= Beginning of Section =
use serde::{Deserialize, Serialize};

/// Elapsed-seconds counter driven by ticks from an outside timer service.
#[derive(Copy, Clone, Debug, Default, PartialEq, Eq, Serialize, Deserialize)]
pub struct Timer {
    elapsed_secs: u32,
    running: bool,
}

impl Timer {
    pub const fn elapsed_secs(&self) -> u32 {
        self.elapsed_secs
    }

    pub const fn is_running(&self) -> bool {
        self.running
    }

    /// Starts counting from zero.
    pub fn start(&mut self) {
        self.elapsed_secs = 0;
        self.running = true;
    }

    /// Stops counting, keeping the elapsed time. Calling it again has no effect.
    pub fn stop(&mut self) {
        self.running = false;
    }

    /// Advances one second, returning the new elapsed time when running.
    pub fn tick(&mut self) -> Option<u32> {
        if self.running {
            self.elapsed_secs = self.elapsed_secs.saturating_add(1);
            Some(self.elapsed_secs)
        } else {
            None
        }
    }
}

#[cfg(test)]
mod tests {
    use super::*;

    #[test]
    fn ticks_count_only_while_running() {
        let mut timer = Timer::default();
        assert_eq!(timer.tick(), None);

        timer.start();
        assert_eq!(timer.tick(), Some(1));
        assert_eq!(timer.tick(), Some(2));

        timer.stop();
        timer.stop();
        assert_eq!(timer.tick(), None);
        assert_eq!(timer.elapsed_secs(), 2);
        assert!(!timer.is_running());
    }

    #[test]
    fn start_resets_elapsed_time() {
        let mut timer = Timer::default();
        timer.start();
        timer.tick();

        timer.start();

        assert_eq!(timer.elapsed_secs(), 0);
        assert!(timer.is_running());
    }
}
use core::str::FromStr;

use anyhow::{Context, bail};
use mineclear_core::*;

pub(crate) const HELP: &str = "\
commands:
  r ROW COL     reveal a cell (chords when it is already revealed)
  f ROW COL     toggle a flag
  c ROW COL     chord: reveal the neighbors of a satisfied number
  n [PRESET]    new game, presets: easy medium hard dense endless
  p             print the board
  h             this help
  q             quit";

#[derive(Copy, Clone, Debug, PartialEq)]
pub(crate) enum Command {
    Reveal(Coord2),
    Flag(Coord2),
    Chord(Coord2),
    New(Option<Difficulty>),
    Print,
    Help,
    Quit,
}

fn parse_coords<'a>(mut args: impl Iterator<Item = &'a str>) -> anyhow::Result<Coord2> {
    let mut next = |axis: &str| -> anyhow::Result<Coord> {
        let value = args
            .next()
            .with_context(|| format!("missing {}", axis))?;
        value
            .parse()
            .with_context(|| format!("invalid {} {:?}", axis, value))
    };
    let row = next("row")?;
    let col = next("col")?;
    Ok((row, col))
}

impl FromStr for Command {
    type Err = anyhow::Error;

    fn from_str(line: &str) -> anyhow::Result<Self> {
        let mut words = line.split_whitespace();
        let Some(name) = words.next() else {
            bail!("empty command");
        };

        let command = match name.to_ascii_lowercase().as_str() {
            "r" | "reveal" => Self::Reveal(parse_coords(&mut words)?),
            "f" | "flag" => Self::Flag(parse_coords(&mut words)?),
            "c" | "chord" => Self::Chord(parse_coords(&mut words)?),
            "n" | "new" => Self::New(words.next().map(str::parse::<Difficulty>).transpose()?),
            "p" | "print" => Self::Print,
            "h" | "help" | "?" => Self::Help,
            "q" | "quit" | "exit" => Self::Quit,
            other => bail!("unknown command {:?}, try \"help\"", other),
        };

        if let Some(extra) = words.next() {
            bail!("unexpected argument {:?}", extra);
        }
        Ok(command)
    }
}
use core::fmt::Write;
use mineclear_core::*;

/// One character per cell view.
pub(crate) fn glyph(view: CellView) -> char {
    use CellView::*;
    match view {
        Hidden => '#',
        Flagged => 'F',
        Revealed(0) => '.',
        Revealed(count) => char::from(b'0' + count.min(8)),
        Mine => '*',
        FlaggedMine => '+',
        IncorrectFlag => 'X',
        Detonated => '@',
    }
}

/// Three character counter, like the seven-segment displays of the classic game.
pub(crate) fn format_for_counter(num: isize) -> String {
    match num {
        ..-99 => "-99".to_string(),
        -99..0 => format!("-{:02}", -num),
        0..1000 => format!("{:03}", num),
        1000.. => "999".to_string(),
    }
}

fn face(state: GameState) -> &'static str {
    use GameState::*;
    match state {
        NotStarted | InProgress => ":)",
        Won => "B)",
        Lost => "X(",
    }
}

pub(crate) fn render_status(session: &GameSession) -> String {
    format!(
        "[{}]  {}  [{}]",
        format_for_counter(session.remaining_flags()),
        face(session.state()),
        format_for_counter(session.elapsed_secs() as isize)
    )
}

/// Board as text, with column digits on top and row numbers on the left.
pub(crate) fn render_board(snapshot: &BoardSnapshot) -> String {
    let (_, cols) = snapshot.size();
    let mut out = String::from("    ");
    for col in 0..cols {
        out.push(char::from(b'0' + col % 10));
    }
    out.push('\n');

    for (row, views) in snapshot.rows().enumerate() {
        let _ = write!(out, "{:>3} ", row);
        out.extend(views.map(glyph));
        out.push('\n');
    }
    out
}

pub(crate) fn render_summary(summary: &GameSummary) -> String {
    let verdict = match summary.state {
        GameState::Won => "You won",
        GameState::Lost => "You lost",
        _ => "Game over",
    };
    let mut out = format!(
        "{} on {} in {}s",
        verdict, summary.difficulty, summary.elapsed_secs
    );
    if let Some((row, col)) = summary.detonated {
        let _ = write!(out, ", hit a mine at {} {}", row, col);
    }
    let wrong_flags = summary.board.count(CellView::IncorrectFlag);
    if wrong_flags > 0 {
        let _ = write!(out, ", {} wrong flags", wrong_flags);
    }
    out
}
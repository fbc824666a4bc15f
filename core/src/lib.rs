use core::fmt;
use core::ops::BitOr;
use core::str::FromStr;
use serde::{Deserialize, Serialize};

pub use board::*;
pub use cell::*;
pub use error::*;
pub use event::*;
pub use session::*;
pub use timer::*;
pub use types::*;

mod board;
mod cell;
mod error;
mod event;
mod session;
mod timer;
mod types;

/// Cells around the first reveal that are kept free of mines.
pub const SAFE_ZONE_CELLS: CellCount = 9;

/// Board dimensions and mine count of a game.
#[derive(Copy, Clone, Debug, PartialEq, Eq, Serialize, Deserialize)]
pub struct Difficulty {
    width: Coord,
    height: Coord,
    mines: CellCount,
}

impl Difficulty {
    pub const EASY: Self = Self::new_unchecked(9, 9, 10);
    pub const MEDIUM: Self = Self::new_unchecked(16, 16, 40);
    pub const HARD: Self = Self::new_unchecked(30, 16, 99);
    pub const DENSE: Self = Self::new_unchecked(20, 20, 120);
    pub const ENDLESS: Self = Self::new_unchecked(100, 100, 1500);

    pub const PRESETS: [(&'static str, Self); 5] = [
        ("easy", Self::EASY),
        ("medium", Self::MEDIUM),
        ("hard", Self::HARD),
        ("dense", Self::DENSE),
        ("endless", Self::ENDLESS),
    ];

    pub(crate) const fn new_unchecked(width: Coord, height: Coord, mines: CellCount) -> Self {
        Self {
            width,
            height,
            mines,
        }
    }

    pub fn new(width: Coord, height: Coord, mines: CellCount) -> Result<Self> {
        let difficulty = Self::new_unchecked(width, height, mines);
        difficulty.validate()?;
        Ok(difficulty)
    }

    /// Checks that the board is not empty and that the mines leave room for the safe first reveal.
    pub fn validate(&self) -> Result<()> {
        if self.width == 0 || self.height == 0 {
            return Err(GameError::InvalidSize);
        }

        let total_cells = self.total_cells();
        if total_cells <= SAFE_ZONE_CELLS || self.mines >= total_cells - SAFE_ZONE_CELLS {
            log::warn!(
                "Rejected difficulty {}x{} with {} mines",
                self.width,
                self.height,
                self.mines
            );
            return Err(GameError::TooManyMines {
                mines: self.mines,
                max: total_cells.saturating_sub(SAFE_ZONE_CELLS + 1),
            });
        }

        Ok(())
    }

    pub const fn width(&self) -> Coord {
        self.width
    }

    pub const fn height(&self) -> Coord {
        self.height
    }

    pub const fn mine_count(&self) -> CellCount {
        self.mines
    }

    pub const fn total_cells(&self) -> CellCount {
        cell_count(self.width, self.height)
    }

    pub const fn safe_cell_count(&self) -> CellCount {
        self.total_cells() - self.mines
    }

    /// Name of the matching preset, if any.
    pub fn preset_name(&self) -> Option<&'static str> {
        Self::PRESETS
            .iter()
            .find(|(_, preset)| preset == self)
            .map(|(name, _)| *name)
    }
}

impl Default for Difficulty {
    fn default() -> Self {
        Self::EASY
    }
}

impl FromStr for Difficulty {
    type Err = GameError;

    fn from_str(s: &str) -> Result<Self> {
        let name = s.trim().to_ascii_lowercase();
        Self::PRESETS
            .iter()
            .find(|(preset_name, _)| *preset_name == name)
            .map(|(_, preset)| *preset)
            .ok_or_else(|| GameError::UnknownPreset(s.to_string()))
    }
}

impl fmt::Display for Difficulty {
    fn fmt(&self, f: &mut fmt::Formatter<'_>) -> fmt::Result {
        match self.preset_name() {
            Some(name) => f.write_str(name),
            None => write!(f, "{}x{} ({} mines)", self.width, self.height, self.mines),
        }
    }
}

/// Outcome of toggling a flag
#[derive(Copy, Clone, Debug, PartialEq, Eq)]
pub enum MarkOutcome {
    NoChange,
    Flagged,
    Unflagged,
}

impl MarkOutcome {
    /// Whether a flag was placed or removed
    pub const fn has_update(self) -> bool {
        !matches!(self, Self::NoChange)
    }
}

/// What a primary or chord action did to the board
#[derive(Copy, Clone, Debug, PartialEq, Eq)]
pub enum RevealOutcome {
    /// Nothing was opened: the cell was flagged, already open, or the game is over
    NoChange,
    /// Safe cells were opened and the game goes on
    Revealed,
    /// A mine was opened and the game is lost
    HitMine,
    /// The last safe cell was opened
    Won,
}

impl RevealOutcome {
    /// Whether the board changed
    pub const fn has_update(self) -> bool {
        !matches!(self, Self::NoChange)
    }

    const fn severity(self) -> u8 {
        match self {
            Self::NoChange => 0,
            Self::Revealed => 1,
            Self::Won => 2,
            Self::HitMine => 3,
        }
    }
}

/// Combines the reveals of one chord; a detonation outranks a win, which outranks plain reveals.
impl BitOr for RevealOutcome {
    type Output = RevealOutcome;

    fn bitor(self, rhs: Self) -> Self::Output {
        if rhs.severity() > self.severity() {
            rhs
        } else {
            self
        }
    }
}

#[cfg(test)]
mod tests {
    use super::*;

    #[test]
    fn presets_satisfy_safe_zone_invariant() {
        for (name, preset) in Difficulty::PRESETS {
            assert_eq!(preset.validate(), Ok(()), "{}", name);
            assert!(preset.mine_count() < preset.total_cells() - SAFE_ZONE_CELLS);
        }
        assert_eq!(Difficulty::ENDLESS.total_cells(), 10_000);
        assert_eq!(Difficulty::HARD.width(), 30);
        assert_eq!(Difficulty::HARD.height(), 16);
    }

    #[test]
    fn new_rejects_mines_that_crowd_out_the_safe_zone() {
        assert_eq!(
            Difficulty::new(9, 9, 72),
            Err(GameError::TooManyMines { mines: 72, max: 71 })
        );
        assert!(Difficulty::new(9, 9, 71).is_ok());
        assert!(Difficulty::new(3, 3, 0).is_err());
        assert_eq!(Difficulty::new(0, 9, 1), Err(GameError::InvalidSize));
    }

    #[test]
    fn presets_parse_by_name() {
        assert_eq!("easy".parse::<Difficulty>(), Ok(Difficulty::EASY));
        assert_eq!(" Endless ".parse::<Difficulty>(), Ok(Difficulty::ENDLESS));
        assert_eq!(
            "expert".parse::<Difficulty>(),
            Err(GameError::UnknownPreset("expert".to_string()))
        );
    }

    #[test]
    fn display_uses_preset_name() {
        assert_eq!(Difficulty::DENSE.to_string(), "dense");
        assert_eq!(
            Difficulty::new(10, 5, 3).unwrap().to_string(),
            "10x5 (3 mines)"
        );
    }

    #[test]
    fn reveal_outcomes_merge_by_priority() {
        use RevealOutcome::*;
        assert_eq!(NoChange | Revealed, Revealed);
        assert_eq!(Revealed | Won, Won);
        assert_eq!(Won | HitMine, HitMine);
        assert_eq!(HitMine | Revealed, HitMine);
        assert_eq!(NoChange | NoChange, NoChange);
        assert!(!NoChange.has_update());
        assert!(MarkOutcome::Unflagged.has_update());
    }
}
= End of Section =
# EXERCISE PROMPT:
From the records above, copy every line that includes the word "already".

# TASK ANSWER:
  r ROW COL     reveal a cell (chords when it is already revealed)
    /// Nothing was opened: the cell was flagged, already open, or the game is over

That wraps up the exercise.